Train Hard to Gain Muscle Mass and Increase HGH Levels
The human body is always striving to maintain the status quo. This is quite normal and essential for healthy living. The body strives to determine repetitive cycles of working, resting, and eating. By establishing a basic pattern, the body can maintain a level of consistency. Once accustomed to a particular living
pattern, the body regulates its “metabolic” requirements to suit. The rate at which the body can produce these metabolic requirements varies. They can be produced almost immediately, within several hours or over several days.
The body can and will adjust its available reserves of strength and muscle mass. However, there must be a very strong present reason and, also sufficient time to build muscle fast. The reserves within the body to produce these changes are strictly limited and easily exhausted. Performing an intense, brief workout will cause the body to adjust its metabolic reserves (increase it’s size and strength). This adjustment, however, can and will take up to two, and in many cases, more than two days.

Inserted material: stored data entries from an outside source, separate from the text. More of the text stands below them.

use async_trait::async_trait;
use chrono::Utc;
use diesel::prelude::*;
use diesel::SqliteConnection;
use std::sync::Arc;
use uuid::Uuid;

use propvest_core::properties::{NewProperty, Property, PropertyRepositoryTrait, PropertyUpdate};
use propvest_core::Result;

use super::model::PropertyDB;
use crate::db::{get_connection, DbPool, WriteHandle};
use crate::errors::IntoCore;
use crate::schema::properties;
use crate::schema::properties::dsl::*;

pub struct PropertyRepository {
    pool: Arc<DbPool>,
    writer: WriteHandle,
}

impl PropertyRepository {
    pub fn new(pool: Arc<DbPool>, writer: WriteHandle) -> Self {
        PropertyRepository { pool, writer }
    }
}

#[async_trait]
impl PropertyRepositoryTrait for PropertyRepository {
    fn get_by_id(&self, property_id: &str) -> Result<Property> {
        let mut conn = get_connection(&self.pool)?;
        let row = properties
            .find(property_id)
            .select(PropertyDB::as_select())
            .first::<PropertyDB>(&mut conn)
            .into_core()?;
        Ok(Property::from(row))
    }

    fn list(&self) -> Result<Vec<Property>> {
        let mut conn = get_connection(&self.pool)?;
        let rows = properties
            .select(PropertyDB::as_select())
            .order(created_at.desc())
            .load::<PropertyDB>(&mut conn)
            .into_core()?;
        Ok(rows.into_iter().map(Property::from).collect())
    }

    async fn create(&self, new_property: NewProperty) -> Result<Property> {
        self.writer
            .exec(move |conn: &mut SqliteConnection| -> Result<Property> {
                let property_id = new_property
                    .id
                    .clone()
                    .filter(|v| !v.trim().is_empty())
                    .unwrap_or_else(|| Uuid::new_v4().to_string());
                let row = PropertyDB::from_new(property_id, new_property, Utc::now().naive_utc())?;
                let inserted = diesel::insert_into(properties::table)
                    .values(&row)
                    .returning(PropertyDB::as_returning())
                    .get_result(conn)
                    .into_core()?;
                Ok(Property::from(inserted))
            })
            .await
    }

    async fn update(&self, property_update: PropertyUpdate) -> Result<Property> {
        self.writer
            .exec(move |conn: &mut SqliteConnection| -> Result<Property> {
                let existing = properties
                    .find(&property_update.id)
                    .select(PropertyDB::as_select())
                    .first::<PropertyDB>(conn)
                    .into_core()?;
                let row = PropertyDB::from_update(
                    property_update,
                    existing.created_at,
                    Utc::now().naive_utc(),
                )?;
                let updated = diesel::update(properties.find(&row.id))
                    .set(&row)
                    .returning(PropertyDB::as_returning())
                    .get_result(conn)
                    .into_core()?;
                Ok(Property::from(updated))
            })
            .await
    }

    async fn delete(&self, property_id: &str) -> Result<usize> {
        let property_id = property_id.to_string();
        self.writer
            .exec(move |conn: &mut SqliteConnection| -> Result<usize> {
                diesel::delete(properties.find(property_id))
                    .execute(conn)
                    .into_core()
            })
            .await
    }
}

As the body can’t produce these changes immediately, the increases in strength and muscle mass must be based on possible future demands. By using past physiological demands as a guide, the body determines how much strength and muscle it will need in the future. The greater the intensity of previous demands the
greater the increase in strength and muscle mass. This helps guarantee your body’s ability to cope with potential future challenges.
This phenomenon is obvious during and after illness. When you catch the flu for example, you are usually in a weakened state. After recovery however, your body quickly returns to its pre-illness strength levels. No form of intense exercise or a specialized diet was required.
The process is similar to rapid increases in strength and to muscle mass. If you gain muscle mass then cease training altogether, your body quickly returns to its previous state of strength and muscle size. The body has a natural tendency to maintain levels of strength and muscular size which it previously considered ‘normal’. These levels are determined by the your daily and weekly performance requirements.